Seatle, Amerika’da en çok kitabevinin olduğu şehirdir ve yine her iki dükkandan birinin coffee shop’ı vardır. Cinayet, hırsızlık vb. asayiş sorunlarının oranının en düşük oranlı olduğu şehirdir. Bununla birlikte ABD’de intihar oranının en yüksek olduğu kenttir. Bu oranın toplumdaki duyarlılık düzeyi ile alakası olduğu düşünülmektedir.
Frances, 17 yaşındayken Lise dergisinde ilk öyküsünü yayınlar. Öyküsü çok ses getirir ve ”Seattleli Kız Tanrıyı Öldürdü, Ödülü Kaptı” diye yazar.
Frances’in devrimciliği aileden geliyordu ve dönemin koşullarında sistem karşıtlığı zayıf bir etkiye sahipti. Fakat Farmer mücadeleyi yükseklere taşımıştı ve Holywood camiası içinde ciddi etkiler yarattı. Bununla birlikte aileden aldığı kültür mücadele inadını güçlü kılıyordu. Frances’in annesi Sosyalist bir hareketin Seatle sorumlusuydu ve sık sık tutuklanıp işkencelere maruz kalmıştı.
Frances, Washington Üniversitesine girdikten sonra sosyalist devrimci gazete ve dergilerde makaleleri yayınlanmaya başlamıştı. Politik görüşleri nedeniyle gerek annesi gerekse kendisinin başı sürekli Amerikan polisi ve yargısıyla derde giriyordu. 1930’ların Amerika’sında güçlü bir antikomünizm rüzgarı esiyordu.
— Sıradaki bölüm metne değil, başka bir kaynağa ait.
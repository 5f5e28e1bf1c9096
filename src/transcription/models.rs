//! Transcript data model.

use crate::error::{CoachError, Result};
use regex::Regex;
use serde::{Deserialize, Serialize};
use std::sync::LazyLock;

/// Candidate speaker tag: a capitalized word or two followed by a colon, at the
/// start of a line or after sentence-ending punctuation.
static SPEAKER_TAG: LazyLock<Regex> = LazyLock::new(|| {
    Regex::new(r"(?m)(?:^[ \t]*|[.!?][ \t]+)([A-Z][A-Za-z]*(?:[ \t][A-Z][A-Za-z]*)?)[ \t]*:")
        .expect("Invalid regex")
});

/// Who said an utterance.
#[derive(Debug, Clone, Copy, PartialEq, Eq, Serialize, Deserialize)]
#[serde(rename_all = "lowercase")]
pub enum Speaker {
    Customer,
    Rep,
    /// Text outside any speaker tag.
    Unknown,
}

impl Speaker {
    /// Speaker for a recognized role name, `None` for any other word.
    fn from_tag(tag: &str) -> Option<Self> {
        let role: String = tag.split_whitespace().collect::<String>().to_lowercase();
        match role.as_str() {
            "customer" | "prospect" | "client" | "buyer" => Some(Speaker::Customer),
            "rep" | "salesrep" | "sales" | "salesperson" | "seller" | "agent" => Some(Speaker::Rep),
            _ => None,
        }
    }
}

impl std::fmt::Display for Speaker {
    fn fmt(&self, f: &mut std::fmt::Formatter<'_>) -> std::fmt::Result {
        match self {
            Speaker::Customer => write!(f, "Customer"),
            Speaker::Rep => write!(f, "Rep"),
            Speaker::Unknown => write!(f, "Unknown"),
        }
    }
}

/// One speaker turn.
#[derive(Debug, Clone, PartialEq, Eq, Serialize, Deserialize)]
pub struct Utterance {
    pub speaker: Speaker,
    pub text: String,
}

impl Utterance {
    /// Number of whitespace-separated words.
    pub fn word_count(&self) -> usize {
        self.text.split_whitespace().count()
    }

    /// Whether the utterance contains a question.
    pub fn is_question(&self) -> bool {
        self.text.contains('?')
    }
}

/// Text record of a sales call.
///
/// Always holds non-blank text. Speaker tags are a convention: the raw text is
/// kept verbatim and the utterance view is derived from it.
#[derive(Debug, Clone, PartialEq, Eq, Serialize, Deserialize)]
#[serde(try_from = "String", into = "String")]
pub struct Transcript {
    text: String,
    utterances: Vec<Utterance>,
}

impl Transcript {
    /// Create a transcript, rejecting empty or whitespace-only text.
    pub fn new(text: impl Into<String>) -> Result<Self> {
        let text = text.into();
        if text.trim().is_empty() {
            return Err(CoachError::InvalidInput(
                "transcript is empty".to_string(),
            ));
        }
        let utterances = split_utterances(&text);
        Ok(Self { text, utterances })
    }

    /// The raw transcript text.
    pub fn as_str(&self) -> &str {
        &self.text
    }

    pub fn utterances(&self) -> &[Utterance] {
        &self.utterances
    }

    /// Whether at least one speaker tag was recognized.
    pub fn is_speaker_tagged(&self) -> bool {
        self.utterances.iter().any(|u| u.speaker != Speaker::Unknown)
    }

    /// Utterances attributed to the customer.
    ///
    /// Untagged transcripts have no attribution, so every utterance counts.
    pub fn customer_utterances(&self) -> Vec<&Utterance> {
        self.utterances_by(Speaker::Customer)
    }

    /// Utterances attributed to the rep (everything, for untagged transcripts).
    pub fn rep_utterances(&self) -> Vec<&Utterance> {
        self.utterances_by(Speaker::Rep)
    }

    fn utterances_by(&self, speaker: Speaker) -> Vec<&Utterance> {
        if !self.is_speaker_tagged() {
            return self.utterances.iter().collect();
        }
        self.utterances
            .iter()
            .filter(|u| u.speaker == speaker)
            .collect()
    }
}

impl TryFrom<String> for Transcript {
    type Error = CoachError;

    fn try_from(text: String) -> Result<Self> {
        Self::new(text)
    }
}

impl From<Transcript> for String {
    fn from(transcript: Transcript) -> Self {
        transcript.text
    }
}

impl std::fmt::Display for Transcript {
    fn fmt(&self, f: &mut std::fmt::Formatter<'_>) -> std::fmt::Result {
        f.write_str(&self.text)
    }
}

/// Split text into utterances at every speaker tag.
fn split_utterances(text: &str) -> Vec<Utterance> {
    let mut utterances = Vec::new();
    let mut current = Speaker::Unknown;
    let mut cursor = 0;

    for caps in SPEAKER_TAG.captures_iter(text) {
        let (Some(tag), Some(role)) = (caps.get(0), caps.get(1)) else { continue };
        let Some(speaker) = Speaker::from_tag(role.as_str()) else { continue };
        // Punctuation before the role name stays with the previous turn.
        push_utterance(&mut utterances, current, &text[cursor..role.start()]);
        current = speaker;
        cursor = tag.end();
    }
    push_utterance(&mut utterances, current, &text[cursor..]);

    utterances
}

fn push_utterance(utterances: &mut Vec<Utterance>, speaker: Speaker, text: &str) {
    let text = text.split_whitespace().collect::<Vec<_>>().join(" ");
    if !text.is_empty() {
        utterances.push(Utterance { speaker, text });
    }
}

#[cfg(test)]
mod tests {
    use super::*;

    #[test]
    fn test_blank_transcript_rejected() {
        assert!(matches!(Transcript::new(""), Err(CoachError::InvalidInput(_))));
        assert!(matches!(Transcript::new("  \n\t "), Err(CoachError::InvalidInput(_))));
    }

    #[test]
    fn test_mid_line_tags_split() {
        let transcript = Transcript::new(
            "Customer: Can you show actual numbers? Rep: Absolutely, I'll send it.",
        )
        .unwrap();

        let utterances = transcript.utterances();
        assert_eq!(utterances.len(), 2);
        assert_eq!(utterances[0].speaker, Speaker::Customer);
        assert_eq!(utterances[0].text, "Can you show actual numbers?");
        assert!(utterances[0].is_question());
        assert_eq!(utterances[1].speaker, Speaker::Rep);
        assert_eq!(utterances[1].text, "Absolutely, I'll send it.");
    }

    #[test]
    fn test_aliases_and_preamble() {
        let transcript = Transcript::new(
            "Call recorded Monday.\nProspect: hello\nSales Rep: hi there\nBuyer: ok",
        )
        .unwrap();

        let speakers: Vec<Speaker> = transcript.utterances().iter().map(|u| u.speaker).collect();
        assert_eq!(
            speakers,
            vec![Speaker::Unknown, Speaker::Customer, Speaker::Rep, Speaker::Customer]
        );
        assert_eq!(transcript.customer_utterances().len(), 2);
        assert_eq!(transcript.rep_utterances().len(), 1);
    }

    #[test]
    fn test_role_words_inside_speech_are_not_tags() {
        let transcript = Transcript::new(
            "Customer: I already spoke to your support agent: honestly the budget is tight.\n\
             Rep: Understood. Our newest client: Acme, saw results fast.",
        )
        .unwrap();

        let utterances = transcript.utterances();
        assert_eq!(utterances.len(), 2);
        assert_eq!(utterances[0].speaker, Speaker::Customer);
        assert_eq!(
            utterances[0].text,
            "I already spoke to your support agent: honestly the budget is tight."
        );
        assert_eq!(utterances[1].speaker, Speaker::Rep);
        assert_eq!(
            utterances[1].text,
            "Understood. Our newest client: Acme, saw results fast."
        );
    }

    #[test]
    fn test_unknown_capitalized_labels_are_not_tags() {
        let transcript =
            Transcript::new("Rep: Quick agenda. Pricing: we'll cover it last. Customer: Fine.").unwrap();

        let utterances = transcript.utterances();
        assert_eq!(utterances.len(), 2);
        assert_eq!(utterances[0].text, "Quick agenda. Pricing: we'll cover it last.");
        assert_eq!(utterances[1].speaker, Speaker::Customer);
    }

    #[test]
    fn test_untagged_transcript_attributes_everything() {
        let transcript = Transcript::new("we talked about the weather").unwrap();
        assert!(!transcript.is_speaker_tagged());
        assert_eq!(transcript.customer_utterances().len(), 1);
        assert_eq!(transcript.rep_utterances().len(), 1);
    }

    #[test]
    fn test_serializes_as_plain_string() {
        let transcript = Transcript::new("Rep: hello").unwrap();
        let json = serde_json::to_string(&transcript).unwrap();
        assert_eq!(json, "\"Rep: hello\"");

        let back: Transcript = serde_json::from_str(&json).unwrap();
        assert_eq!(back, transcript);
        assert!(serde_json::from_str::<Transcript>("\"   \"").is_err());
    }
}
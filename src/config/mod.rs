//! Configuration module for callcoach.
//!
//! Handles loading and managing application settings and prompt templates.

mod prompts;
mod settings;

pub use prompts::{AgentPrompt, LabelingPrompts, Prompts};
pub use settings::{
    AgentBackend, AgentSettings, GeneralSettings, KnowledgeSettings, PromptSettings,
    ScoringSettings, ServerSettings, Settings, TranscriptionProvider, TranscriptionSettings,
};
//! Callcoach CLI entry point.

use anyhow::Result;
use callcoach::cli::{commands, Cli, Commands};
use callcoach::config::Settings;
use clap::Parser;
use tracing_subscriber::{layer::SubscriberExt, util::SubscriberInitExt, EnvFilter};

#[tokio::main]
async fn main() -> Result<()> {
    let cli = Cli::parse();

    // Load configuration
    let settings = match &cli.config {
        Some(path) => Settings::load_from(Some(&std::path::PathBuf::from(path)))?,
        None => Settings::load()?,
    };

    // Initialize logging
    let log_level = match cli.verbose {
        0 => settings.general.log_level.as_str(),
        1 => "info",
        2 => "debug",
        _ => "trace",
    };

    tracing_subscriber::registry()
        .with(EnvFilter::new(
            std::env::var("RUST_LOG").unwrap_or_else(|_| format!("callcoach={}", log_level)),
        ))
        .with(tracing_subscriber::fmt::layer().with_target(false))
        .init();

    // Execute command
    match &cli.command {
        Commands::Analyze {
            input,
            text,
            knowledge,
            json,
        } => {
            commands::run_analyze(input, *text, knowledge.as_deref(), *json, &settings).await?;
        }

        Commands::Serve { host, port } => {
            commands::run_serve(host.as_deref(), *port, settings).await?;
        }

        Commands::Config { action } => {
            commands::run_config(action, &settings, cli.config.as_deref())?;
        }
    }

    Ok(())
}
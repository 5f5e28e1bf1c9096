//! Transcript analyzer: topics, customer needs, engagement.

use super::lexicon::{self, Normalized, NEEDS, TOPICS};
use super::{Agent, AgentKind, AgentResult, TranscriptAnalysis};
use crate::error::Result;
use crate::knowledge::KnowledgeContext;
use crate::transcription::Transcript;
use async_trait::async_trait;
use tracing::{debug, instrument};

/// Turn count at which the conversation counts as fully interactive.
const FULL_TURNS: usize = 6;
/// Customer questions at which curiosity counts as fully engaged.
const FULL_QUESTIONS: usize = 3;
/// Topic count at which the discussion counts as fully broad.
const FULL_TOPICS: usize = 4;

/// Rule-based transcript analyzer.
#[derive(Debug, Clone, Copy, Default)]
pub struct TranscriptAnalyzerAgent;

impl TranscriptAnalyzerAgent {
    /// Extract topics, customer needs and an engagement score.
    #[instrument(skip_all)]
    pub fn analyze(&self, transcript: &Transcript) -> TranscriptAnalysis {
        let topics = lexicon::matching_labels(&Normalized::new(transcript.as_str()), TOPICS);

        let customer = transcript.customer_utterances();
        let customer_needs = lexicon::matching_labels(&Normalized::from_utterances(&customer), NEEDS);

        let score = engagement_score(transcript, topics.len());
        debug!(
            "{} topics, {} needs, engagement {}",
            topics.len(),
            customer_needs.len(),
            score
        );

        TranscriptAnalysis {
            topics,
            customer_needs,
            score,
        }
    }
}

#[async_trait]
impl Agent for TranscriptAnalyzerAgent {
    fn kind(&self) -> AgentKind {
        AgentKind::TranscriptAnalyzer
    }

    async fn run(&self, transcript: &Transcript, _knowledge: &KnowledgeContext) -> Result<AgentResult> {
        Ok(AgentResult::TranscriptAnalyzer(self.analyze(transcript)))
    }
}

/// Engagement on a 0-10 scale.
///
/// A 2.0 floor, plus up to 3.0 for balanced speaking time, 2.0 for customer
/// questions, 1.5 for back-and-forth turns and 1.5 for topic breadth.
/// Untagged transcripts get no credit for balance or turns.
fn engagement_score(transcript: &Transcript, topic_count: usize) -> f64 {
    let (balance, turns) = if transcript.is_speaker_tagged() {
        let customer_words: usize = transcript.customer_utterances().iter().map(|u| u.word_count()).sum();
        let rep_words: usize = transcript.rep_utterances().iter().map(|u| u.word_count()).sum();
        let total = customer_words + rep_words;
        let balance = if total == 0 {
            0.0
        } else {
            let share = customer_words as f64 / total as f64;
            1.0 - (share - 0.5).abs() * 2.0
        };
        (balance, transcript.utterances().len())
    } else {
        (0.0, 0)
    };

    let questions = transcript
        .customer_utterances()
        .iter()
        .filter(|u| u.is_question())
        .count();

    let raw = 2.0
        + 3.0 * balance
        + 2.0 * ratio(questions, FULL_QUESTIONS)
        + 1.5 * ratio(turns, FULL_TURNS)
        + 1.5 * ratio(topic_count, FULL_TOPICS);

    lexicon::score(raw)
}

fn ratio(value: usize, full: usize) -> f64 {
    value.min(full) as f64 / full as f64
}
//! OpenAI Whisper transcription source.

use super::{transcript_from_output, SpeakerLabeler, Transcript, TranscriptSource};
use crate::config::{Prompts, TranscriptionSettings};
use crate::error::{CoachError, Result};
use crate::openai::create_client_with_timeout;
use async_openai::types::{AudioInput, AudioResponseFormat, CreateTranscriptionRequestArgs};
use async_trait::async_trait;
use std::time::Duration;
use tracing::{debug, info, instrument, warn};

/// Whisper-based transcript source.
pub struct WhisperSource {
    client: async_openai::Client<async_openai::config::OpenAIConfig>,
    model: String,
    language: Option<String>,
    labeler: Option<SpeakerLabeler>,
}

impl WhisperSource {
    /// Create a Whisper source from transcription settings.
    pub fn from_settings(settings: &TranscriptionSettings, prompts: &Prompts) -> Result<Self> {
        let timeout = Duration::from_secs(settings.timeout_seconds);
        let client = create_client_with_timeout(timeout)?;

        let labeler = if settings.label_speakers {
            Some(SpeakerLabeler::new(
                client.clone(),
                &settings.label_model,
                &prompts.labeling.system,
            ))
        } else {
            None
        };

        Ok(Self {
            client,
            model: settings.model.clone(),
            language: Some(settings.language.clone()).filter(|l| !l.is_empty()),
            labeler,
        })
    }

    /// Send the audio to the transcription API and return the raw text.
    #[instrument(skip(self, bytes), fields(bytes = bytes.len()))]
    async fn transcribe_raw(&self, bytes: &[u8], filename: &str) -> Result<String> {
        let mut request_builder = CreateTranscriptionRequestArgs::default();
        request_builder
            .file(AudioInput::from_vec_u8(filename.to_string(), bytes.to_vec()))
            .model(&self.model)
            .response_format(AudioResponseFormat::Json);

        if let Some(lang) = &self.language {
            request_builder.language(lang);
        }

        let request = request_builder
            .build()
            .map_err(|e| CoachError::Transcription(format!("Failed to build request: {}", e)))?;

        let response = self
            .client
            .audio()
            .transcribe(request)
            .await
            .map_err(|e| CoachError::Transcription(format!("Whisper API error: {}", e)))?;

        debug!("Whisper returned {} chars", response.text.len());
        Ok(response.text.trim().to_string())
    }
}

#[async_trait]
impl TranscriptSource for WhisperSource {
    fn name(&self) -> &'static str {
        "whisper"
    }

    async fn transcribe(&self, bytes: &[u8], filename: &str) -> Result<Transcript> {
        if bytes.is_empty() {
            return Err(CoachError::Transcription(format!(
                "'{}' is empty",
                filename
            )));
        }

        info!("Transcribing {} ({} bytes) with {}", filename, bytes.len(), self.model);
        let raw = self.transcribe_raw(bytes, filename).await?;
        let transcript = transcript_from_output(raw, filename)?;

        let Some(labeler) = &self.labeler else {
            return Ok(transcript);
        };
        if transcript.is_speaker_tagged() {
            return Ok(transcript);
        }

        match labeler.label(transcript.as_str()).await {
            Ok(labeled) if !labeled.trim().is_empty() => transcript_from_output(labeled, filename),
            Ok(_) => {
                warn!("Speaker labeling returned nothing, using untagged transcript");
                Ok(transcript)
            }
            Err(e) => {
                warn!("Speaker labeling failed, using untagged transcript: {}", e);
                Ok(transcript)
            }
        }
    }
}
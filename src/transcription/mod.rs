//! Transcription boundary for callcoach.
//!
//! Turns uploaded bytes into a [`Transcript`]. Speech-to-text itself is done by a
//! remote service; this module only adapts its output.
//!
//! # Sources
//!
//! - **Whisper**: OpenAI audio transcription, optionally followed by an LLM pass
//!   that tags each turn with `Customer:` / `Rep:`.
//! - **Text**: uploaded `.txt` / `.md` transcripts, decoded as UTF-8.
//! - **Demo**: a fixed sample call, for running without an API key.

mod labeling;
mod models;
mod text;
mod whisper;

pub use labeling::SpeakerLabeler;
pub use models::{Speaker, Transcript, Utterance};
pub use text::{DemoSource, TextSource, DEMO_TRANSCRIPT};
pub use whisper::WhisperSource;

use crate::config::{Prompts, Settings, TranscriptionProvider};
use crate::error::{CoachError, Result};
use async_trait::async_trait;
use std::path::Path;
use std::sync::Arc;
use tracing::debug;

/// Supported audio file extensions.
const AUDIO_EXTENSIONS: &[&str] = &[
    "mp3", "wav", "flac", "aac", "ogg", "opus", "m4a", "wma", "aiff", "webm", "mp4", "mpeg", "mpga",
];

/// Extensions treated as ready-made text transcripts.
const TEXT_EXTENSIONS: &[&str] = &["txt", "md", "text"];

/// Trait for services that turn an uploaded recording into a transcript.
#[async_trait]
pub trait TranscriptSource: Send + Sync {
    /// Short identifier used in logs.
    fn name(&self) -> &'static str;

    /// Transcribe raw bytes. `filename` is a hint for the container format.
    async fn transcribe(&self, bytes: &[u8], filename: &str) -> Result<Transcript>;
}

/// Kind of upload, judged by file extension.
#[derive(Debug, Clone, Copy, PartialEq, Eq)]
pub enum UploadKind {
    Audio,
    Text,
    /// Unrecognized extension; handed to the audio provider.
    Unknown,
}

impl UploadKind {
    pub fn from_filename(filename: &str) -> Self {
        let ext = Path::new(filename)
            .extension()
            .and_then(|ext| ext.to_str())
            .map(|ext| ext.to_lowercase());

        match ext.as_deref() {
            Some(ext) if TEXT_EXTENSIONS.contains(&ext) => UploadKind::Text,
            Some(ext) if AUDIO_EXTENSIONS.contains(&ext) => UploadKind::Audio,
            _ => UploadKind::Unknown,
        }
    }
}

/// Routes uploads to the text source or the configured audio provider.
pub struct SourceRouter {
    text: TextSource,
    audio: Arc<dyn TranscriptSource>,
}

impl SourceRouter {
    /// Create a router with a custom audio provider.
    pub fn new(audio: Arc<dyn TranscriptSource>) -> Self {
        Self {
            text: TextSource,
            audio,
        }
    }

    /// Build the router described by the settings.
    pub fn from_settings(settings: &Settings, prompts: &Prompts) -> Result<Self> {
        let audio: Arc<dyn TranscriptSource> = match settings.transcription.provider {
            TranscriptionProvider::Whisper => {
                Arc::new(WhisperSource::from_settings(&settings.transcription, prompts)?)
            }
            TranscriptionProvider::Demo => Arc::new(DemoSource),
        };
        Ok(Self::new(audio))
    }

    /// Name of the audio provider.
    pub fn audio_provider(&self) -> &'static str {
        self.audio.name()
    }
}

#[async_trait]
impl TranscriptSource for SourceRouter {
    fn name(&self) -> &'static str {
        "router"
    }

    async fn transcribe(&self, bytes: &[u8], filename: &str) -> Result<Transcript> {
        let kind = UploadKind::from_filename(filename);
        debug!("Routing {} as {:?}", filename, kind);
        match kind {
            UploadKind::Text => self.text.transcribe(bytes, filename).await,
            UploadKind::Audio | UploadKind::Unknown => self.audio.transcribe(bytes, filename).await,
        }
    }
}

/// Build a transcript from a source's output, reporting blank output as a
/// transcription failure rather than bad caller input.
pub(crate) fn transcript_from_output(text: String, filename: &str) -> Result<Transcript> {
    Transcript::new(text).map_err(|_| {
        CoachError::Transcription(format!("no speech recognized in '{}'", filename))
    })
}

#[cfg(test)]
mod tests {
    use super::*;

    #[test]
    fn test_upload_kind() {
        assert_eq!(UploadKind::from_filename("call.WAV"), UploadKind::Audio);
        assert_eq!(UploadKind::from_filename("/tmp/call.m4a"), UploadKind::Audio);
        assert_eq!(UploadKind::from_filename("notes.txt"), UploadKind::Text);
        assert_eq!(UploadKind::from_filename("recording"), UploadKind::Unknown);
    }

    #[tokio::test]
    async fn test_router_sends_text_to_text_source() {
        let router = SourceRouter::new(Arc::new(DemoSource));

        let transcript = router
            .transcribe(b"Customer: hello\nRep: hi", "call.txt")
            .await
            .unwrap();
        assert_eq!(transcript.as_str(), "Customer: hello\nRep: hi");

        let demo = router.transcribe(b"RIFF....", "call.wav").await.unwrap();
        assert_eq!(demo.as_str(), DEMO_TRANSCRIPT);
        assert_eq!(router.audio_provider(), "demo");
    }

    #[test]
    fn test_blank_output_is_transcription_error() {
        let err = transcript_from_output("  ".to_string(), "call.wav").unwrap_err();
        assert!(matches!(err, CoachError::Transcription(_)));
    }
}
//! CLI command implementations.

mod analyze;
mod config;
mod serve;

pub use analyze::run_analyze;
pub use config::run_config;
pub use serve::{build_router, run_serve, AppState};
Bolşevik devriminin yarattığı rüzgar tüm dünyada estirmiş olduğu özgürlük rüzgarı tüm dünyada olduğu gibi Amerika’da da yankısını buluyordu. Özellikle işçi sınıfının en yoğun olduğu Seatle’da sol hareketler yükselişteydi. Frances ve ailesi Amerikan Sosyalist İşçi Hareketi’nin çıkardığı Hareketin Sesi gazetesinde aktif olarak yazıyorlardı. Annesi, Seatle Sosyalist Hareketin öncüsüydü, Babası ise Seatle’da sendikal hareketlerde öncü konumundaydı. Ailenin bu politik durumu nedeniyle bir süre sonra tüm aile kaçak durumuna düşmüştü. Yoldaşları Frances’i ve ailesini gizlice Sovyetler Birliğine göndermeye karar verdiler. Sovyetler Birliği’nden de sığınma onayı almışlardı. Bu göç ihtimali Frances’i heyecanlandırmıştı. Bolşevik devrimini yakından görmek ve ve SSCB’de Rus Tiyatrosunda tiyatro oynamak istiyordu. Fakat ne var ki ailesi gitmekten vazgeçmişti, Amerikan devlet baskısına yenik düşüp mücadeleyi bırakmışlardı. Frances ise kararlıydı, ailesinin gitmemesi yönündeki telkinlerine rağmen gitti, gördü ve daha inançlı bir sosyalist olarak geri döndü Amerika’ya.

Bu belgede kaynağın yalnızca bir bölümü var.